La réalisation de travaux de reprise par le constructeur ne peut constituer une reconnaissance tacite de responsabilité de nature à interrompre le délai de prescription décennale
Un EHPAD a fait construire une résidence destinée à accueillir des personnes âgées. Le 30 mars 2009, peu de temps après la réception des travaux, des désordres affectant les baies vitrées de la résidence ont été constatés. Dans un premier temps, en 2012, des travaux de reprise ont été réalisés par l’entreprise titulaire du lot « menuiserie aluminium », à la demande de l’assureur dommages-ouvrage.
Malgré la réalisation de ces travaux de reprise, des désordres d’infiltration affectant les baies vitrées sont réapparus de sorte que l’EHPAD a effectué une nouvelle déclaration de sinistre auprès de son assureur le 9 janvier 2018. Affirmant qu’il s’agissait d’un défaut d’entretien, l’assureur refuse de prendre en charge le sinistre.
Par un rapport rendu en 2022, l’expert constate toutefois un désordre d’ordre décennale. Fort de ce rapport, l’EHPAD a saisi le juge des référés du tribunal administratif de Bordeaux, qui a rejeté sa demande par une ordonnance du 3 décembre 2024. La question qui se posait en l’espèce était celle du délai de la garantie décennale (dix ans).

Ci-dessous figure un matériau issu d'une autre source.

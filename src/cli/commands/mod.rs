pub mod extract;
pub mod init;
pub mod rewrite;

mod command_result;

pub use command_result::*;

La Cour d’appel de Bordeaux a, sur appel de l’EHPAD, fait droit à ses demandes, a estimé que les travaux de reprise réalisés par les constructeurs en 2012 constituaient une reconnaissance tacite de responsabilité de nature à interrompre le délai de la prescription décennale, et ainsi condamné les constructeurs au versement d’une indemnité.
Le constructeur saisi le Conseil d’État aux fins d’annulation de cet arrêt. La Haute juridiction, par un arrêt rendu le 13 avril 2026, relève que la Cour d’appel de Bordeaux a commis une erreur de droit en ce que, dans la mesure où les travaux de reprise ont été effectués à la demande de l’assureur au titre des garanties de l’assurance dommages-ouvrage souscrite par l’EHPAD, la réalisation de travaux de reprise par le constructeur ne pouvait constituer une reconnaissance tacite de responsabilité de nature à interrompre le délai de la prescription décennale.